Remembrance: Stories of the fallen through archive press clippings

We have been sent many amazing Stories by families of those commemorated on the memorial, but we are also discovering contemporary stories that were published in the local press in 1944. The local papers would often have a regular column in which they reported on those from the area who were serving in the Forces. Some were news pieces from men serving overseas whilst others informed readers about a death in action. They provide valuable information about the people serving, including home address, family background, work and leisure activities they did before they joined up.

From the War Notes and News section in the Penrith Observer, we learnt that Private Donald Lawson, who died of wounds in Normandy, was an apprentice and worked at the Alhambra Cinema, Penrith. He was also a keen amateur boxer. Pte Lawson kept up his boxing after joining the Army and won a number of prizes. He had initially joined the Home Guard, with his friend Private Fred Grainger, and then they volunteered for the Services. They served together until Pte Grainger was posted to the Airborne Division. Wondering what happened to Donald’s friend, a search revealed that, in a later edition of the Lancashire Post, it was reported that he had been captured and became a Prisoner of War in Germany.
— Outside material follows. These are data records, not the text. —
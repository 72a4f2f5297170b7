//! Complexity analysis (spec §4.7 step 1).

use hydra_core::task::Complexity;
use hydra_core::Result;
use hydra_pool::Pool;
use tracing::warn;

const ANALYSIS_TEMPLATE: &str = "Analyze this task complexity. Respond with only: SIMPLE, MODERATE, or COMPLEX\n\n\
Task: {task}\n\n\
Criteria:\n\
- SIMPLE: Single step, straightforward, no dependencies\n\
- MODERATE: 2-3 steps, some context needed, minimal dependencies\n\
- COMPLEX: Multiple steps, heavy context, multiple dependencies";

#[must_use]
pub fn analysis_prompt(task: &str) -> String {
    ANALYSIS_TEMPLATE.replace("{task}", task)
}

/// Asks `model` to classify `task` as `SIMPLE | MODERATE | COMPLEX`. A
/// malformed reply defaults to `Moderate` (spec §4.7 step 1).
pub async fn analyze_complexity(pool: &Pool, model: &str, task: &str) -> Result<Complexity> {
    let req = hydra_core::request::Request::new(analysis_prompt(task)).with_model(model.to_string());
    let response = pool.generate(&req).await?;
    Ok(parse_complexity(&response.text))
}

fn parse_complexity(text: &str) -> Complexity {
    match text.trim().to_uppercase().as_str() {
        "SIMPLE" => Complexity::Simple,
        "COMPLEX" => Complexity::Complex,
        "MODERATE" => Complexity::Moderate,
        other => {
            warn!(reply = other, "unrecognized complexity label, defaulting to moderate");
            Complexity::Moderate
        }
    }
}

#[cfg(test)]
mod tests {
    use super::*;

    #[test]
    fn recognizes_exact_labels_case_insensitively() {
        assert_eq!(parse_complexity("simple"), Complexity::Simple);
        assert_eq!(parse_complexity("COMPLEX"), Complexity::Complex);
        assert_eq!(parse_complexity("  Moderate  "), Complexity::Moderate);
    }

    #[test]
    fn malformed_reply_defaults_to_moderate() {
        assert_eq!(parse_complexity("I think this is quite hard"), Complexity::Moderate);
    }
}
Source: Penrith Observer – Tuesday 11 July 1944, p2

The newspaper articles also give us information about the families. The Surrey Advertiser of 15 July 1944 reported that L-Sergt James (Jim) Edwards was killed in action in Normandy in June. As well as detailing his war service overseas we discover that before the war he worked at Timothy Whites and Taylors and he got married in October 1939 to Mollie (née Sole). He and Mollie had a young son whom he had only recently seen for the first time when he came back to Britain.

Sometimes we are lucky enough to find a photo of the person being mentioned. Pte Glynne Roberts was reported killed in Normandy and the press clipping quotes from the letter his family received from his commanding officer. It gives details not only about when he was killed but how he was thought of by his fellow servicemen.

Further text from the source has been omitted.